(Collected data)
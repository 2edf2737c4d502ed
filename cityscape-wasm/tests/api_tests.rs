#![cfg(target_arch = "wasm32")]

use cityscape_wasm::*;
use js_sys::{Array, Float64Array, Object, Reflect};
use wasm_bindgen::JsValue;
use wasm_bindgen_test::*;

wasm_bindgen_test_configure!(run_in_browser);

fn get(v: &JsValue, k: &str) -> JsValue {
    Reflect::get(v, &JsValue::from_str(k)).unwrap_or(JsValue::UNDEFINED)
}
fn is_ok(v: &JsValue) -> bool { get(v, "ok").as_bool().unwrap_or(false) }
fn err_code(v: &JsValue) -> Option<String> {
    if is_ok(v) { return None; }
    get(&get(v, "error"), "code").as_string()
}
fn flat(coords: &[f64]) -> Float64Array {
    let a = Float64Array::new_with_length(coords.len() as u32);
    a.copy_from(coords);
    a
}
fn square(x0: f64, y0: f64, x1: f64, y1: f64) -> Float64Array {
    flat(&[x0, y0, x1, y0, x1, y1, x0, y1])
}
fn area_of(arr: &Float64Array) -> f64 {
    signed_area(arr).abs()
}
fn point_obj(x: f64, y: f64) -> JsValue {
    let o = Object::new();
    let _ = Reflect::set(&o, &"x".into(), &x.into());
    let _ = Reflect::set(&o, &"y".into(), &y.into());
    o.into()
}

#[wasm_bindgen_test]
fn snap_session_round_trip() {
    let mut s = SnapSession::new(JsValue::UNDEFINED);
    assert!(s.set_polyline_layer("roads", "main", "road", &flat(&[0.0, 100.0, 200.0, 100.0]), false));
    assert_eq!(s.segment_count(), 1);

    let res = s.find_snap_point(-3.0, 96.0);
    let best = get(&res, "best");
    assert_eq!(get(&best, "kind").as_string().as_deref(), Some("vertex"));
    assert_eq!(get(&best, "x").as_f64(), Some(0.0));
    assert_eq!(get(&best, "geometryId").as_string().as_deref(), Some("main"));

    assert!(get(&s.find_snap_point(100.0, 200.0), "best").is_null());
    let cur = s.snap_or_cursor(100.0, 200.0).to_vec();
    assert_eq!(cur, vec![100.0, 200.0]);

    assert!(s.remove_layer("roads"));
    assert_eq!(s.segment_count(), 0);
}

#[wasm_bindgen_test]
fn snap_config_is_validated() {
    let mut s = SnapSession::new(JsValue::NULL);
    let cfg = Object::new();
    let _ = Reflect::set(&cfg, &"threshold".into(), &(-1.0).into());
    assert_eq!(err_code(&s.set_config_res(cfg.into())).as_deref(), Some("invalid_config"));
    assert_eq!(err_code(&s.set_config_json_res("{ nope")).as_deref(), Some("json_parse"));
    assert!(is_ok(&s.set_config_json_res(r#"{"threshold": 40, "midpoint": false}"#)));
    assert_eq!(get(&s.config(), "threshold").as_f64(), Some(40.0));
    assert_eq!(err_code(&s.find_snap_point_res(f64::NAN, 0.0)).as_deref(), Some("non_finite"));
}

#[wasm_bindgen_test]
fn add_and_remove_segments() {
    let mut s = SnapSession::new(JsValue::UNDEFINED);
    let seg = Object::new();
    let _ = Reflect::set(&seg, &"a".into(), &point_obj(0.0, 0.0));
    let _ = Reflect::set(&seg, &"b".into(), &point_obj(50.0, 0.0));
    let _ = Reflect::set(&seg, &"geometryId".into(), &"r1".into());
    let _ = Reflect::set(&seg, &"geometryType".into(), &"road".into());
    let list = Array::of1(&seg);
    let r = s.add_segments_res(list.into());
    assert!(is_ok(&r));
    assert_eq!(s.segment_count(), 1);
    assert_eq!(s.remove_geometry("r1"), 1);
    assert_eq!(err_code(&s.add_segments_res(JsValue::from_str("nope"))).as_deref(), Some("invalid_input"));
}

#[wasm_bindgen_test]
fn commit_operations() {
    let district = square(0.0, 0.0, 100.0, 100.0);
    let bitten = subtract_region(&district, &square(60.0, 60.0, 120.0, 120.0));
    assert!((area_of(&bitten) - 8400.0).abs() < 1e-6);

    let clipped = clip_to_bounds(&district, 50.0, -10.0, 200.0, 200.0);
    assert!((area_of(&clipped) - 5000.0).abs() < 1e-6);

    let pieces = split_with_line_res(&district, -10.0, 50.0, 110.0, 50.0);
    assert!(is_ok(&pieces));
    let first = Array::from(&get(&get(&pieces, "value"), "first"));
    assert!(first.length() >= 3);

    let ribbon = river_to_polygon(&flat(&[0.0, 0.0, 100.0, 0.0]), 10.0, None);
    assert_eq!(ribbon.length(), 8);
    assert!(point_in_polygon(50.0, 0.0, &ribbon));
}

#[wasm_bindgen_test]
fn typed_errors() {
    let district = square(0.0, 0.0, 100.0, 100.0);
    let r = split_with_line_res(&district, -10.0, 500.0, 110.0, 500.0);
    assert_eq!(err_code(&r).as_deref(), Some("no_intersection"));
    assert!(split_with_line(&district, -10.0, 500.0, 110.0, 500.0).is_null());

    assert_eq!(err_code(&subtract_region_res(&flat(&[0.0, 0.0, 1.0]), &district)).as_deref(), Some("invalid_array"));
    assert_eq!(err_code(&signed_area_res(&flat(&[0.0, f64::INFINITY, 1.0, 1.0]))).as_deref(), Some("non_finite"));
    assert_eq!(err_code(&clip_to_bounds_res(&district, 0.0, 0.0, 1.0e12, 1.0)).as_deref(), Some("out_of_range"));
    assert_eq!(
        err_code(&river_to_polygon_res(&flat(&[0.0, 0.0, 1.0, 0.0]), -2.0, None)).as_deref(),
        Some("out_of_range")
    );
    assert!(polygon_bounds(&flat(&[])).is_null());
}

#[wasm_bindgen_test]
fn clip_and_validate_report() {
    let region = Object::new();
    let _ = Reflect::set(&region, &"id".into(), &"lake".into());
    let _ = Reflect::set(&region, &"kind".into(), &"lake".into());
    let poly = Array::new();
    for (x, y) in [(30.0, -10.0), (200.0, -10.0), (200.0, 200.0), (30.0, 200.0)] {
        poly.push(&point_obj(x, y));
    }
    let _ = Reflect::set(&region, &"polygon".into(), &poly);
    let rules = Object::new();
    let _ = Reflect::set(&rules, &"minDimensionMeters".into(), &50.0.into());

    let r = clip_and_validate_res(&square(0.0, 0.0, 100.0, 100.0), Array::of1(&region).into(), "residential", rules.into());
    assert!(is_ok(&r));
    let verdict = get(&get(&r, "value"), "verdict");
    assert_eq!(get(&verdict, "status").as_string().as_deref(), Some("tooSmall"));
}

§ **Exercise**:
Return each line of the records above in which the word "threshold" occurs.

§ **Result of the task**:
    let _ = Reflect::set(&cfg, &"threshold".into(), &(-1.0).into());
    assert!(is_ok(&s.set_config_json_res(r#"{"threshold": 40, "midpoint": false}"#)));
    assert_eq!(get(&s.config(), "threshold").as_f64(), Some(40.0));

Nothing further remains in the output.